The Chilling Effects Clearinghouse, a joint project of the Electronic Frontier Foundation and Harvard, Stanford, Berkeley, University of San Francisco, University of Maine, George Washington School of Law, and Santa Clara University School of Law clinics, answers the question, What stages are involved in the reverse engineering process?
The second stage, disassembly or decompilation of the original product, is the most time-consuming aspect of the project. In this stage, reverse engineers attempt to construct a characterization of the system by accumulating all of the technical data and instructions of how the product works.
In the third stage of reverse engineering, reverse engineers try to verify that the data generated by disassembly or decompilation is an accurate reconstruction the original system. Engineers verify the accuracy and validity of their designs by testing the system, creating prototypes, and experimenting with the results.
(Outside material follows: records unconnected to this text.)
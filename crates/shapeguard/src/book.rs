use std::collections::BTreeMap;
use std::sync::Arc;

use serde_json::Value;
use shapeguard_descriptor::PredicateResolver;

use crate::engine::{CompiledSignature, Guard};
use crate::error::{ConfigurationError, GuardError};
use crate::guarded::Guarded;
use crate::manifest::ContractManifest;

struct Entry {
    description: Option<String>,
    signature: CompiledSignature,
}

/// Compiled contracts from a manifest, looked up by name.
pub struct ContractBook {
    guard: Guard,
    contracts: BTreeMap<String, Entry>,
}

impl ContractBook {
    /// Compile every contract in `manifest`. Aliases become a catalog layered
    /// over `base`, and the first broken alias or contract aborts the build.
    pub fn from_manifest(
        manifest: &ContractManifest,
        base: Arc<dyn PredicateResolver>,
    ) -> Result<Self, ConfigurationError> {
        let catalog = manifest.catalog(base)?;

        let mut contracts = BTreeMap::new();
        for (name, spec) in &manifest.contracts {
            let compiled = spec
                .compile(&catalog)
                .map_err(|source| ConfigurationError::Contract {
                    contract: name.clone(),
                    source: Box::new(source),
                })?;
            contracts.insert(
                name.clone(),
                Entry {
                    description: spec.description.clone(),
                    signature: compiled,
                },
            );
        }
        tracing::debug!(
            target: "shapeguard",
            contracts = contracts.len(),
            aliases = manifest.aliases.len(),
            "contract book compiled"
        );
        Ok(Self {
            guard: Guard::new(Arc::new(catalog)),
            contracts,
        })
    }

    /// Engine that resolves the manifest's aliases as well as base predicates.
    pub fn guard(&self) -> &Guard {
        &self.guard
    }

    pub fn names(&self) -> impl Iterator<Item = &str> {
        self.contracts.keys().map(String::as_str)
    }

    pub fn description(&self, name: &str) -> Option<&str> {
        self.contracts.get(name)?.description.as_deref()
    }

    pub fn signature(&self, name: &str) -> Result<&CompiledSignature, ConfigurationError> {
        self.contracts
            .get(name)
            .map(|entry| &entry.signature)
            .ok_or_else(|| ConfigurationError::UnknownContract(name.to_string()))
    }

    /// Wrap `target` with the contract stored under `name`.
    pub fn wrap<F>(&self, name: &str, target: F) -> Result<Guarded<F>, GuardError>
    where
        F: Fn(&[Value]) -> Value,
    {
        let signature = self.signature(name)?.clone();
        Ok(Guarded::new(Some(name.to_string()), target, signature))
    }

    /// Check a recorded call: its arguments and, when given, its result.
    pub fn check_call(
        &self,
        name: &str,
        args: &[Value],
        result: Option<&Value>,
    ) -> Result<(), GuardError> {
        let signature = self.signature(name)?;
        signature.check_args(Some(name), args)?;
        if let Some(result) = result {
            signature.check_return(Some(name), result)?;
        }
        Ok(())
    }
}

#[cfg(test)]
mod tests {
    use super::*;
    use crate::manifest::ManifestFormat;
    use serde_json::json;
    use shapeguard_descriptor::DescriptorError;

    const MANIFEST: &str = r#"{
        "aliases": { "numeric": { "anyOf": ["number", "string"] } },
        "contracts": {
            "add": { "description": "adds", "signature": ["number", "number"] },
            "concat": { "signature": [["numeric", "numeric.isOptional"], "string"] }
        }
    }"#;

    fn book() -> ContractBook {
        let manifest = ContractManifest::from_str(MANIFEST, ManifestFormat::Json).unwrap();
        ContractBook::from_manifest(&manifest, shapeguard_predicates::builtins()).unwrap()
    }

    #[test]
    fn lists_contracts_and_descriptions() {
        let book = book();
        assert_eq!(book.names().collect::<Vec<_>>(), vec!["add", "concat"]);
        assert_eq!(book.description("add"), Some("adds"));
        assert_eq!(book.description("concat"), None);
        assert_eq!(
            book.signature("concat").unwrap().signature().to_string(),
            "(numeric, numeric.isOptional) -> string"
        );
    }

    #[test]
    fn checks_recorded_calls() {
        let book = book();
        assert!(book.check_call("add", &[json!(1), json!(2)], Some(&json!(3))).is_ok());
        assert!(matches!(
            book.check_call("add", &[json!(1), json!("2")], None),
            Err(GuardError::Parameter(err)) if err.index == 1
        ));
        assert!(matches!(
            book.check_call("concat", &[json!("a")], Some(&json!(1))),
            Err(GuardError::Return(_))
        ));
        assert_eq!(
            book.check_call("nope", &[], None),
            Err(GuardError::Configuration(ConfigurationError::UnknownContract(
                "nope".into()
            )))
        );
    }

    #[test]
    fn wraps_functions_by_contract_name() {
        let book = book();
        let concat = book
            .wrap("concat", |args: &[Value]| {
                let mut out = String::new();
                for arg in args {
                    match arg {
                        Value::String(s) => out.push_str(s),
                        Value::Null => {}
                        other => out.push_str(&other.to_string()),
                    }
                }
                Value::String(out)
            })
            .unwrap();
        assert_eq!(concat.call(&[json!("a"), json!(1)]).unwrap(), json!("a1"));
        assert_eq!(concat.call(&[json!(2)]).unwrap(), json!("2"));
        let err = concat.call(&[json!(true)]).unwrap_err();
        assert!(err.to_string().starts_with("concat: parameter 0"));
    }

    #[test]
    fn optional_aliases_accept_missing_and_null_arguments() {
        let manifest = ContractManifest::from_str(
            r#"{
                "aliases": { "maybeCount": "integer.isOptional" },
                "contracts": { "f": { "signature": ["maybeCount"] } }
            }"#,
            ManifestFormat::Json,
        )
        .unwrap();
        let book = ContractBook::from_manifest(&manifest, shapeguard_predicates::builtins())
            .unwrap();
        assert_eq!(book.check_call("f", &[], None), Ok(()));
        assert_eq!(book.check_call("f", &[Value::Null], None), Ok(()));
        assert_eq!(book.check_call("f", &[json!(3)], None), Ok(()));
        assert!(matches!(
            book.check_call("f", &[json!(3.5)], None),
            Err(GuardError::Parameter(err)) if err.index == 0
        ));
    }

    #[test]
    fn broken_contracts_abort_the_build() {
        let manifest = ContractManifest::from_str(
            r#"{ "contracts": { "bad": { "signature": ["number", "uuid"] } } }"#,
            ManifestFormat::Json,
        )
        .unwrap();
        let err = ContractBook::from_manifest(&manifest, shapeguard_predicates::builtins())
            .err()
            .unwrap();
        assert_eq!(
            err,
            ConfigurationError::Contract {
                contract: "bad".into(),
                source: Box::new(ConfigurationError::Parameter {
                    index: 1,
                    source: DescriptorError::UnknownPredicate {
                        name: "uuid".into()
                    },
                }),
            }
        );
    }

    #[test]
    fn broken_aliases_abort_the_build() {
        let manifest = ContractManifest::from_str(
            r#"{ "aliases": { "id": "uuid" }, "contracts": {} }"#,
            ManifestFormat::Json,
        )
        .unwrap();
        let err = ContractBook::from_manifest(&manifest, shapeguard_predicates::builtins())
            .err()
            .unwrap();
        assert!(matches!(err, ConfigurationError::Alias { ref alias, .. } if alias == "id"));
    }
}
The final stage of the reverse engineering process is the introduction of a new product into the marketplace. These new products are often innovations of the original product with competitive designs, features, or capabilities. These products may also be adaptations of the original product for use with other integrated systems, such as different platforms of computer operating systems.
Often different groups of engineers perform each step separately, using only documents to exchange the information learned at each step. This is to prevent duplication of the original technology, which may violate copyright. By contrast, reverse engineering creates a different implementation with the same functionality.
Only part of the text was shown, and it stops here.